### [Records supplied]
● ● ● ● ● ● ●

//! Integration tests against an in-memory SQLite database.
//!
//! Every test builds its own database through [`common::TestDatabase`], so
//! tests never share rows and can run in parallel.

mod common;
mod eager_loading;
mod persistence;
mod pivot;
mod query_execution;
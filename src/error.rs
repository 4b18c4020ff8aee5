//! Error type shared by the compiler, the connection layer and the loaders.

use sea_query::Value;
use std::fmt;

/// Classification of a backend failure
#[derive(Debug, Clone, Copy, PartialEq, Eq)]
pub enum DbErrorKind {
    /// Unique or primary key conflict
    DuplicateKey,
    /// Any other constraint (foreign key, not null, check)
    Constraint,
    /// SQL could not be parsed or references unknown objects
    Syntax,
    /// Connection refused, closed or busy
    Connection,
    /// Anything the driver did not classify
    Other,
}

/// Crate error type
#[derive(Debug)]
pub enum LucidError {
    /// Backend failure, carrying the statement that caused it
    Database {
        kind: DbErrorKind,
        message: String,
        sql: Option<String>,
        bindings: Vec<Value>,
    },
    /// The query could not be compiled
    Query(String),
    /// A builder or terminal verb received an argument it cannot use
    InvalidArgument(String),
    /// The model has no relation with this name
    UnknownRelation { model: String, relation: String },
    /// No model is registered under this name or morph label
    UnknownModel(String),
    /// No cast is registered under this name
    UnknownCast(String),
    /// A cast or uncast transform failed on a value
    Cast { attribute: String, message: String },
    /// The relation kind does not support the requested operation
    Unsupported(String),
    /// A `*_or_fail` lookup found nothing
    NotFound(String),
    /// Row decoding or serialization failure
    Parse(String),
}

impl LucidError {
    /// Database error without statement context (connection setup, BEGIN, ...)
    pub fn database(kind: DbErrorKind, message: impl Into<String>) -> Self {
        LucidError::Database {
            kind,
            message: message.into(),
            sql: None,
            bindings: Vec::new(),
        }
    }

    /// Attach the failing statement to a database error
    pub fn with_statement(self, statement: &str, values: &[Value]) -> Self {
        match self {
            LucidError::Database {
                kind,
                message,
                sql: None,
                ..
            } => LucidError::Database {
                kind,
                message,
                sql: Some(statement.to_string()),
                bindings: values.to_vec(),
            },
            other => other,
        }
    }

    /// Backend kind, when this is a database error
    pub fn db_kind(&self) -> Option<DbErrorKind> {
        match self {
            LucidError::Database { kind, .. } => Some(*kind),
            _ => None,
        }
    }

    pub fn is_duplicate_key(&self) -> bool {
        self.db_kind() == Some(DbErrorKind::DuplicateKey)
    }
}

impl fmt::Display for LucidError {
    fn fmt(&self, f: &mut fmt::Formatter<'_>) -> fmt::Result {
        match self {
            LucidError::Database {
                kind,
                message,
                sql,
                bindings,
            } => {
                write!(f, "Database error ({kind:?}): {message}")?;
                if let Some(sql) = sql {
                    write!(f, " [sql: {sql}; bindings: {bindings:?}]")?;
                }
                Ok(())
            }
            LucidError::Query(s) => write!(f, "Query error: {s}"),
            LucidError::InvalidArgument(s) => write!(f, "Invalid argument: {s}"),
            LucidError::UnknownRelation { model, relation } => {
                write!(f, "Model {model} has no relation named \"{relation}\"")
            }
            LucidError::UnknownModel(name) => write!(f, "Unknown model: {name}"),
            LucidError::UnknownCast(name) => write!(f, "Unknown cast type: {name}"),
            LucidError::Cast { attribute, message } => {
                write!(f, "Cast error on {attribute}: {message}")
            }
            LucidError::Unsupported(s) => write!(f, "Unsupported: {s}"),
            LucidError::NotFound(s) => write!(f, "Not found: {s}"),
            LucidError::Parse(s) => write!(f, "Parse error: {s}"),
        }
    }
}

impl std::error::Error for LucidError {}

impl From<serde_json::Error> for LucidError {
    fn from(err: serde_json::Error) -> Self {
        LucidError::Parse(err.to_string())
    }
}

/// Crate result alias
pub type Result<T, E = LucidError> = std::result::Result<T, E>;
use crate::common::TestDatabase;
use lucid::connection::transaction;
use lucid::sea_query::{Order, Value};
use lucid::{record, Connection, LucidError, Op, Query};
use std::ops::ControlFlow;

fn seed_products(db: &TestDatabase) {
    Query::table("products")
        .bulk_insert(
            &db.conn,
            vec![
                record! { "id" => 1, "color" => "#000", "price" => 10.0 },
                record! { "id" => 2, "color" => "#FFF", "price" => 25.5 },
            ],
        )
        .unwrap();
    db.take_queries();
}

#[test]
fn or_where_returns_either_match() {
    let db = TestDatabase::new();
    seed_products(&db);

    let query = Query::table("products")
        .where_("color", Op::Eq, "#000")
        .or_where("color", Op::Eq, "#FFF");
    let compiled = query.to_sql().unwrap();
    assert_eq!(
        compiled.sql,
        "SELECT * FROM `products` WHERE `color` = ? OR `color` = ?"
    );
    assert_eq!(compiled.bindings, vec![Value::from("#000"), Value::from("#FFF")]);
    assert_eq!(query.all(&db.conn).unwrap().len(), 2);
}

#[test]
fn month_names_and_numbers_bind_alike() {
    let db = TestDatabase::new();
    let by_name = Query::table("posts")
        .where_month("created_at", Op::Eq, "dec")
        .unwrap();
    let by_number = Query::table("posts")
        .where_month("created_at", Op::Eq, 12)
        .unwrap();
    assert_eq!(
        by_name.to_sql().unwrap().bindings,
        by_number.to_sql().unwrap().bindings
    );
    assert_eq!(by_name.count(&db.conn).unwrap(), 2);
    assert!(matches!(
        Query::table("posts").where_month("created_at", Op::Eq, "smarch"),
        Err(LucidError::InvalidArgument(_))
    ));
}

#[test]
fn cursor_streams_and_stops_on_break() {
    let db = TestDatabase::new();
    let query = Query::table("comments").order_by("id", Order::Asc);

    let mut seen = Vec::new();
    query
        .cursor(&db.conn, |row| {
            seen.push(row.get("id").cloned());
            if seen.len() == 2 {
                ControlFlow::Break(())
            } else {
                ControlFlow::Continue(())
            }
        })
        .unwrap();
    assert_eq!(seen, vec![Some(Value::from(1i64)), Some(Value::from(2i64))]);

    // a fresh cursor starts over
    let mut total = 0;
    query
        .cursor(&db.conn, |_| {
            total += 1;
            ControlFlow::Continue(())
        })
        .unwrap();
    assert_eq!(total, 3);
}

#[test]
fn chunk_visits_every_row_once() {
    let db = TestDatabase::new();
    let rows = (10..15)
        .map(|id| record! { "id" => id, "post_id" => 3, "body" => format!("c{id}") })
        .collect();
    Query::table("comments").bulk_insert(&db.conn, rows).unwrap();

    let mut sizes = Vec::new();
    Query::table("comments")
        .where_eq("post_id", 3)
        .chunk(&db.conn, 2, |rows| {
            sizes.push(rows.len());
            ControlFlow::Continue(())
        })
        .unwrap();
    assert_eq!(sizes, vec![2, 2, 1]);

    let mut first_only = 0;
    Query::table("comments")
        .chunk(&db.conn, 2, |_| {
            first_only += 1;
            ControlFlow::Break(())
        })
        .unwrap();
    assert_eq!(first_only, 1);
}

#[test]
fn builder_chunk_and_cursor_hydrate_entities() {
    let db = TestDatabase::new();
    let mut batches = Vec::new();
    db.builder("Post")
        .with(["author"])
        .unwrap()
        .chunk(&db.conn, 2, |posts| {
            batches.push(posts.len());
            assert!(posts.iter().all(|post| post.related_one("author").is_some()));
            ControlFlow::Continue(())
        })
        .unwrap();
    assert_eq!(batches, vec![2, 1]);

    let mut titles = Vec::new();
    db.builder("Post")
        .order_by("id", Order::Desc)
        .cursor(&db.conn, |post| {
            titles.push(post.get_as::<String>("title").unwrap().unwrap_or_default());
            ControlFlow::Continue(())
        })
        .unwrap();
    assert_eq!(titles, ["third", "second", "first"]);
}

#[test]
fn insert_ignore_skips_duplicates() {
    let db = TestDatabase::new();
    seed_products(&db);

    let skipped = Query::table("products")
        .insert_ignore(&db.conn, record! { "id" => 1, "color" => "#F00" })
        .unwrap();
    assert_eq!(skipped.rows_affected, 0);

    let err = Query::table("products")
        .insert(&db.conn, record! { "id" => 1, "color" => "#F00" })
        .unwrap_err();
    assert!(err.is_duplicate_key());

    let color = Query::table("products")
        .where_eq("id", 1)
        .column(&db.conn, "color")
        .unwrap();
    assert_eq!(color, Some(Value::from("#000")));
}

#[test]
fn aggregates_and_pagination() {
    let db = TestDatabase::new();
    seed_products(&db);

    let products = Query::table("products");
    assert_eq!(products.count(&db.conn).unwrap(), 2);
    assert_eq!(products.sum(&db.conn, "price").unwrap(), Some(35.5));
    assert_eq!(products.max(&db.conn, "price").unwrap(), Some(25.5));

    let page = db.builder("Post").paginate(&db.conn, 2, 2).unwrap();
    assert_eq!(page.total(), 3);
    assert_eq!(page.current_page(), 2);
    assert_eq!(page.items().len(), 1);
    assert!(!page.has_more_pages());

    let per_user = Query::table("posts").count_by(&db.conn, "user_id").unwrap();
    assert_eq!(per_user.len(), 2);
    assert!(per_user.contains(&(Value::from(1i64), 2)));
    assert!(per_user.contains(&(Value::from(2i64), 1)));
}

#[test]
fn increment_and_transactions() {
    let db = TestDatabase::new();
    seed_products(&db);

    Query::table("products")
        .where_eq("id", 1)
        .increment(&db.conn, "price", 5)
        .unwrap();
    assert_eq!(
        Query::table("products").where_eq("id", 1).max(&db.conn, "price").unwrap(),
        Some(15.0)
    );

    let failed: lucid::Result<()> = transaction(&db.conn, |conn: &dyn Connection| {
        Query::table("products").where_eq("id", 2).delete(conn)?;
        Err(LucidError::InvalidArgument("abort".into()))
    });
    assert!(failed.is_err());
    assert_eq!(Query::table("products").count(&db.conn).unwrap(), 2);
}

#[test]
fn grouped_or_stays_scoped() {
    let db = TestDatabase::new();
    let published_by_ada_or_grace = Query::table("posts")
        .where_true("published")
        .where_group(|q| q.where_eq("user_id", 1).or_where("user_id", Op::Eq, 2));
    assert_eq!(
        published_by_ada_or_grace.to_sql().unwrap().sql,
        "SELECT * FROM `posts` WHERE `published` IS TRUE AND (`user_id` = ? OR `user_id` = ?)"
    );
    assert_eq!(published_by_ada_or_grace.count(&db.conn).unwrap(), 2);
}

#[test]
fn database_errors_carry_the_statement() {
    let db = TestDatabase::new();
    let err = Query::table("missing").all(&db.conn).unwrap_err();
    assert_eq!(err.db_kind(), Some(lucid::DbErrorKind::Syntax));
    assert!(err.to_string().contains("missing"));
}
//! Pivot table writes for many-to-many relations.
//!
//! Every statement issued here is scoped by the parent key and, for
//! polymorphic pivots, by the morph type label, so one parent's rows are never
//! touched through another parent.

use super::spec::{morph_id_column, morph_type_column, RelationSpec};
use crate::connection::Connection;
use crate::error::{LucidError, Result};
use crate::model::{Entity, Registry};
use crate::query::Query;
use crate::value::{key_of, Key, Record};
use indexmap::IndexMap;
use sea_query::Value;

/// Outcome of [`PivotOps::sync`]
#[derive(Debug, Clone, Default, PartialEq)]
pub struct SyncResult {
    pub attached: Vec<Value>,
    pub detached: Vec<Value>,
}

/// Pivot operations bound to one parent entity and relation
#[derive(Debug, Clone)]
pub struct PivotOps {
    table: String,
    parent_column: String,
    related_column: String,
    parent_value: Value,
    /// `{name}_type` column and label for polymorphic pivots
    morph: Option<(String, String)>,
}

impl Entity {
    /// Pivot operations for a manyToMany, morphToMany or morphedByMany relation
    ///
    /// # Errors
    ///
    /// - `UnknownRelation` when the model has no relation `name`
    /// - `Unsupported` when the relation has no pivot table
    /// - `InvalidArgument` when the entity has no parent key value yet
    pub fn pivot(&self, registry: &Registry, name: &str) -> Result<PivotOps> {
        let spec = self
            .def()
            .relation_spec(name)
            .ok_or_else(|| LucidError::UnknownRelation {
                model: self.model_name().to_string(),
                relation: name.to_string(),
            })?;
        let (table, parent_column, related_column, parent_key, morph) = match spec {
            RelationSpec::ManyToMany {
                pivot_table,
                foreign_pivot_key,
                related_pivot_key,
                parent_key,
                ..
            } => (
                pivot_table.clone(),
                foreign_pivot_key.clone(),
                related_pivot_key.clone(),
                parent_key.clone(),
                None,
            ),
            RelationSpec::MorphToMany {
                pivot_table,
                morph_name,
                related_pivot_key,
                parent_key,
                ..
            } => (
                pivot_table.clone(),
                morph_id_column(morph_name),
                related_pivot_key.clone(),
                parent_key.clone(),
                Some((
                    morph_type_column(morph_name),
                    self.def().morph_label().to_string(),
                )),
            ),
            RelationSpec::MorphedByMany {
                related,
                pivot_table,
                morph_name,
                foreign_pivot_key,
                parent_key,
                ..
            } => {
                let related = registry.model(related)?;
                (
                    pivot_table.clone(),
                    foreign_pivot_key.clone(),
                    morph_id_column(morph_name),
                    parent_key.clone(),
                    Some((
                        morph_type_column(morph_name),
                        related.morph_label().to_string(),
                    )),
                )
            }
            other => {
                return Err(LucidError::Unsupported(format!(
                    "{:?} relation {name} has no pivot table",
                    other.kind()
                )))
            }
        };
        let parent_key = parent_key.unwrap_or_else(|| self.def().primary_key().to_string());
        let parent_value = self
            .raw(&parent_key)
            .filter(|v| key_of(v).is_some())
            .cloned()
            .ok_or_else(|| {
                LucidError::InvalidArgument(format!(
                    "{} has no {parent_key} value for pivot {name}",
                    self.model_name()
                ))
            })?;
        Ok(PivotOps {
            table,
            parent_column,
            related_column,
            parent_value,
            morph,
        })
    }
}

impl PivotOps {
    pub fn table(&self) -> &str {
        &self.table
    }

    /// Pivot rows of this parent
    fn scoped(&self) -> Query {
        let query = Query::table(self.table.as_str())
            .where_eq(&self.parent_column, self.parent_value.clone());
        match &self.morph {
            Some((column, label)) => query.where_eq(column, label.as_str()),
            None => query,
        }
    }

    fn pivot_row(&self, id: Value) -> Record {
        let mut record = Record::new();
        record.insert(self.parent_column.clone(), self.parent_value.clone());
        record.insert(self.related_column.clone(), id);
        if let Some((column, label)) = &self.morph {
            record.insert(column.clone(), Value::from(label.as_str()));
        }
        record
    }

    /// Ids currently attached
    pub fn related_ids(&self, conn: &dyn Connection) -> Result<Vec<Value>> {
        self.scoped().pluck(conn, &self.related_column)
    }

    /// Insert one pivot row per id; returns rows inserted
    pub fn attach<I, V>(&self, conn: &dyn Connection, ids: I) -> Result<u64>
    where
        I: IntoIterator<Item = V>,
        V: Into<Value>,
    {
        let rows: Vec<Record> = ids.into_iter().map(|id| self.pivot_row(id.into())).collect();
        if rows.is_empty() {
            return Ok(0);
        }
        let result = Query::table(self.table.as_str()).bulk_insert(conn, rows)?;
        Ok(result.rows_affected)
    }

    /// Insert one pivot row carrying extra pivot columns
    pub fn attach_with(
        &self,
        conn: &dyn Connection,
        id: impl Into<Value>,
        extra: Record,
    ) -> Result<u64> {
        let mut row = self.pivot_row(id.into());
        row.extend(extra);
        let result = Query::table(self.table.as_str()).insert(conn, row)?;
        Ok(result.rows_affected)
    }

    /// Delete the given ids, or every pivot row of the parent with `None`
    pub fn detach(&self, conn: &dyn Connection, ids: Option<Vec<Value>>) -> Result<u64> {
        let query = match ids {
            Some(ids) => self.scoped().where_in(&self.related_column, ids),
            None => self.scoped(),
        };
        query.delete(conn)
    }

    /// Make the attached ids exactly `ids`
    pub fn sync<I, V>(&self, conn: &dyn Connection, ids: I) -> Result<SyncResult>
    where
        I: IntoIterator<Item = V>,
        V: Into<Value>,
    {
        let mut wanted: IndexMap<Key, Value> = IndexMap::new();
        for id in ids {
            let id = id.into();
            if let Some(key) = key_of(&id) {
                wanted.entry(key).or_insert(id);
            }
        }

        let mut current: IndexMap<Key, Value> = IndexMap::new();
        for id in self.related_ids(conn)? {
            if let Some(key) = key_of(&id) {
                current.entry(key).or_insert(id);
            }
        }

        let detached: Vec<Value> = current
            .iter()
            .filter(|(key, _)| !wanted.contains_key(*key))
            .map(|(_, id)| id.clone())
            .collect();
        let attached: Vec<Value> = wanted
            .iter()
            .filter(|(key, _)| !current.contains_key(*key))
            .map(|(_, id)| id.clone())
            .collect();

        if !detached.is_empty() {
            self.detach(conn, Some(detached.clone()))?;
        }
        self.attach(conn, attached.clone())?;
        log::debug!(
            "synced {}: {} attached, {} detached",
            self.table,
            attached.len(),
            detached.len()
        );
        Ok(SyncResult { attached, detached })
    }
}
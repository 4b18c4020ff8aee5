//! rusqlite-backed connection.
//!
//! The compiler emits MySQL-style SQL. SQLite already accepts backtick
//! identifiers and `?` placeholders, so the driver only has to bridge a few
//! gaps before each statement runs:
//!
//! - `INSERT IGNORE INTO` becomes `INSERT OR IGNORE INTO`
//! - the offset-only `LIMIT 18446744073709551615` becomes `LIMIT -1`
//! - trailing lock clauses (`FOR UPDATE`, `FOR SHARE`, ...) are dropped;
//!   SQLite serializes writers at the database level
//! - `YEAR`, `MONTH`, `DAY` and `DAYOFWEEK` are registered as SQL functions
//!   (`DATE` and `TIME` are built in)

use super::{classify_message, Connection, ExecResult, Row};
use crate::config::DatabaseConfig;
use crate::error::{DbErrorKind, LucidError, Result};
use crate::value::{self, parse_date, DATETIME_FORMAT, DATE_FORMAT, TIME_FORMAT};
use chrono::Datelike;
use once_cell::sync::Lazy;
use regex::Regex;
use rusqlite::functions::{Context, FunctionFlags};
use rusqlite::types::{Value as SqlValue, ValueRef};
use rusqlite::{ffi, params_from_iter, ErrorCode};
use sea_query::Value;
use std::borrow::Cow;
use std::cell::RefCell;
use std::ops::ControlFlow;
use std::time::{Duration, Instant};

#[cfg(feature = "metrics")]
use crate::metrics::METRICS;
#[cfg(feature = "tracing")]
use crate::metrics::tracing_helpers;

static LOCK_CLAUSE: Lazy<Regex> = Lazy::new(|| {
    Regex::new(r"\s+FOR (?:UPDATE(?: SKIP LOCKED| NOWAIT)?|SHARE)$").expect("lock clause regex")
});

const UNBOUNDED_LIMIT: &str = " LIMIT 18446744073709551615";

impl From<rusqlite::Error> for LucidError {
    fn from(err: rusqlite::Error) -> Self {
        match &err {
            rusqlite::Error::SqliteFailure(code, message) => {
                let message = message.clone().unwrap_or_else(|| code.to_string());
                let kind = match code.code {
                    ErrorCode::ConstraintViolation
                        if code.extended_code == ffi::SQLITE_CONSTRAINT_UNIQUE
                            || code.extended_code == ffi::SQLITE_CONSTRAINT_PRIMARYKEY =>
                    {
                        DbErrorKind::DuplicateKey
                    }
                    ErrorCode::ConstraintViolation => DbErrorKind::Constraint,
                    ErrorCode::CannotOpen
                    | ErrorCode::DatabaseBusy
                    | ErrorCode::DatabaseLocked
                    | ErrorCode::NotADatabase => DbErrorKind::Connection,
                    _ => classify_message(&message),
                };
                LucidError::database(kind, message)
            }
            other => {
                let message = other.to_string();
                LucidError::database(classify_message(&message), message)
            }
        }
    }
}

/// A single SQLite connection
///
/// # Example
///
/// ```
/// use lucid::connection::sqlite::SqliteConnection;
/// use lucid::{Connection, Query};
///
/// let conn = SqliteConnection::open_in_memory().unwrap();
/// conn.execute_batch("CREATE TABLE users (id INTEGER PRIMARY KEY, name TEXT)").unwrap();
/// Query::table("users").insert(&conn, lucid::record! { "name" => "ada" }).unwrap();
/// assert_eq!(Query::table("users").count(&conn).unwrap(), 1);
/// ```
pub struct SqliteConnection {
    conn: rusqlite::Connection,
    slow_query_threshold: Duration,
    query_log: RefCell<Option<Vec<(String, Vec<Value>)>>>,
}

impl SqliteConnection {
    /// Open a private in-memory database
    pub fn open_in_memory() -> Result<Self> {
        Self::from_rusqlite(rusqlite::Connection::open_in_memory()?)
    }

    pub fn open(path: &str) -> Result<Self> {
        Self::from_rusqlite(rusqlite::Connection::open(path)?)
    }

    /// Open the database named by the configuration
    pub fn connect(config: &DatabaseConfig) -> Result<Self> {
        let mut conn = if config.url == ":memory:" {
            Self::open_in_memory()?
        } else {
            Self::open(&config.url)?
        };
        conn.slow_query_threshold = config.slow_query_threshold();
        if config.log_queries {
            conn.enable_query_log();
        }
        log::debug!("connected to sqlite database {}", config.url);
        Ok(conn)
    }

    fn from_rusqlite(conn: rusqlite::Connection) -> Result<Self> {
        register_functions(&conn)?;
        Ok(Self {
            conn,
            slow_query_threshold: DatabaseConfig::default().slow_query_threshold(),
            query_log: RefCell::new(None),
        })
    }

    /// Run several `;`-separated statements without bindings (schema setup)
    pub fn execute_batch(&self, sql: &str) -> Result<()> {
        self.conn.execute_batch(sql).map_err(LucidError::from)
    }

    /// Start recording every statement with its bindings
    pub fn enable_query_log(&self) {
        self.query_log.borrow_mut().get_or_insert_with(Vec::new);
    }

    /// Statements recorded since the log was enabled or last cleared
    pub fn query_log(&self) -> Vec<(String, Vec<Value>)> {
        self.query_log.borrow().clone().unwrap_or_default()
    }

    pub fn clear_query_log(&self) {
        if let Some(log) = self.query_log.borrow_mut().as_mut() {
            log.clear();
        }
    }

    /// The underlying rusqlite handle
    pub fn inner(&self) -> &rusqlite::Connection {
        &self.conn
    }

    fn run<T>(
        &self,
        sql: &str,
        bindings: &[Value],
        f: impl FnOnce(&str, Vec<SqlValue>) -> Result<T>,
    ) -> Result<T> {
        #[cfg(feature = "tracing")]
        let _span = tracing_helpers::execute_query_span(sql).entered();

        log::debug!("{sql} {bindings:?}");
        if let Some(log) = self.query_log.borrow_mut().as_mut() {
            log.push((sql.to_string(), bindings.to_vec()));
        }

        let start = Instant::now();
        let result = bindings
            .iter()
            .map(to_sql_value)
            .collect::<Result<Vec<_>>>()
            .and_then(|params| f(&translate(sql), params))
            .map_err(|e| {
                #[cfg(feature = "metrics")]
                METRICS.record_query_error();
                e.with_statement(sql, bindings)
            });

        let elapsed = start.elapsed();
        #[cfg(feature = "metrics")]
        METRICS.record_query_duration(elapsed);
        if elapsed >= self.slow_query_threshold {
            log::warn!("slow query ({} ms): {sql}", elapsed.as_millis());
        }

        result
    }
}

impl Connection for SqliteConnection {
    fn select(&self, sql: &str, bindings: &[Value]) -> Result<Vec<Row>> {
        let mut rows = Vec::new();
        self.stream(sql, bindings, &mut |row| {
            rows.push(row);
            ControlFlow::Continue(())
        })?;
        Ok(rows)
    }

    fn execute(&self, sql: &str, bindings: &[Value]) -> Result<ExecResult> {
        self.run(sql, bindings, |sql, params| {
            let changed = self.conn.execute(sql, params_from_iter(params))?;
            let last_insert_id = if changed > 0 && sql.starts_with("INSERT") {
                Some(self.conn.last_insert_rowid())
            } else {
                None
            };
            Ok(ExecResult {
                rows_affected: changed as u64,
                last_insert_id,
            })
        })
    }

    fn stream(
        &self,
        sql: &str,
        bindings: &[Value],
        sink: &mut dyn FnMut(Row) -> ControlFlow<()>,
    ) -> Result<()> {
        self.run(sql, bindings, |sql, params| {
            let mut stmt = self.conn.prepare(sql)?;
            let names: Vec<String> = stmt.column_names().into_iter().map(String::from).collect();
            let mut rows = stmt.query(params_from_iter(params))?;
            while let Some(raw) = rows.next()? {
                let mut row = Row::new();
                for (i, name) in names.iter().enumerate() {
                    row.push(name.as_str(), from_value_ref(raw.get_ref(i)?));
                }
                if sink(row).is_break() {
                    break;
                }
            }
            Ok(())
        })
    }

    fn last_insert_id(&self) -> Option<i64> {
        match self.conn.last_insert_rowid() {
            0 => None,
            id => Some(id),
        }
    }
}

/// Rewrite the MySQL-only parts of a statement
fn translate(sql: &str) -> Cow<'_, str> {
    let mut out = Cow::Borrowed(sql);
    if out.starts_with("INSERT IGNORE INTO") {
        out = Cow::Owned(out.replacen("INSERT IGNORE INTO", "INSERT OR IGNORE INTO", 1));
    }
    if out.contains(UNBOUNDED_LIMIT) {
        out = Cow::Owned(out.replace(UNBOUNDED_LIMIT, " LIMIT -1"));
    }
    if LOCK_CLAUSE.is_match(&out) {
        out = Cow::Owned(LOCK_CLAUSE.replace(&out, "").into_owned());
    }
    out
}

fn to_sql_value(value: &Value) -> Result<SqlValue> {
    if value::is_null(value) {
        return Ok(SqlValue::Null);
    }
    let converted = match value {
        Value::Bool(Some(b)) => SqlValue::Integer(i64::from(*b)),
        Value::TinyInt(Some(i)) => SqlValue::Integer(i64::from(*i)),
        Value::SmallInt(Some(i)) => SqlValue::Integer(i64::from(*i)),
        Value::Int(Some(i)) => SqlValue::Integer(i64::from(*i)),
        Value::BigInt(Some(i)) => SqlValue::Integer(*i),
        Value::TinyUnsigned(Some(u)) => SqlValue::Integer(i64::from(*u)),
        Value::SmallUnsigned(Some(u)) => SqlValue::Integer(i64::from(*u)),
        Value::Unsigned(Some(u)) => SqlValue::Integer(i64::from(*u)),
        Value::BigUnsigned(Some(u)) => match i64::try_from(*u) {
            Ok(i) => SqlValue::Integer(i),
            Err(_) => {
                return Err(LucidError::InvalidArgument(format!(
                    "u64 value {u} exceeds i64::MAX and cannot be bound"
                )))
            }
        },
        Value::Float(Some(f)) => SqlValue::Real(f64::from(*f)),
        Value::Double(Some(d)) => SqlValue::Real(*d),
        Value::String(Some(s)) => SqlValue::Text(s.to_string()),
        Value::Char(Some(c)) => SqlValue::Text(c.to_string()),
        Value::Bytes(Some(b)) => SqlValue::Blob(b.to_vec()),
        Value::Json(Some(j)) => SqlValue::Text(j.to_string()),
        Value::ChronoDate(Some(d)) => SqlValue::Text(d.format(DATE_FORMAT).to_string()),
        Value::ChronoTime(Some(t)) => SqlValue::Text(t.format(TIME_FORMAT).to_string()),
        Value::ChronoDateTime(Some(dt)) => {
            SqlValue::Text(dt.format(DATETIME_FORMAT).to_string())
        }
        Value::ChronoDateTimeUtc(Some(dt)) => {
            SqlValue::Text(dt.format(DATETIME_FORMAT).to_string())
        }
        other => {
            return Err(LucidError::Unsupported(format!(
                "cannot bind {other:?} to sqlite"
            )))
        }
    };
    Ok(converted)
}

fn from_value_ref(value: ValueRef<'_>) -> Value {
    match value {
        ValueRef::Null => value::null(),
        ValueRef::Integer(i) => Value::from(i),
        ValueRef::Real(f) => Value::from(f),
        ValueRef::Text(t) => Value::from(String::from_utf8_lossy(t).into_owned()),
        ValueRef::Blob(b) => Value::from(b.to_vec()),
    }
}

fn register_functions(conn: &rusqlite::Connection) -> rusqlite::Result<()> {
    let flags = FunctionFlags::SQLITE_UTF8 | FunctionFlags::SQLITE_DETERMINISTIC;
    conn.create_scalar_function("YEAR", 1, flags, |ctx| {
        Ok(date_arg(ctx).map(|d| i64::from(d.year())))
    })?;
    conn.create_scalar_function("MONTH", 1, flags, |ctx| {
        Ok(date_arg(ctx).map(|d| i64::from(d.month())))
    })?;
    conn.create_scalar_function("DAY", 1, flags, |ctx| {
        Ok(date_arg(ctx).map(|d| i64::from(d.day())))
    })?;
    // 1 = Sunday ... 7 = Saturday
    conn.create_scalar_function("DAYOFWEEK", 1, flags, |ctx| {
        Ok(date_arg(ctx).map(|d| i64::from(d.weekday().number_from_sunday())))
    })?;
    Ok(())
}

fn date_arg(ctx: &Context<'_>) -> Option<chrono::NaiveDate> {
    match ctx.get_raw(0) {
        ValueRef::Text(t) => std::str::from_utf8(t).ok().and_then(parse_date),
        _ => None,
    }
}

● ● ● ● ● ● ●

### [Problem description]
Say how many lines of the material hold the string "this", giving the number alone.

### [Output of the task]
5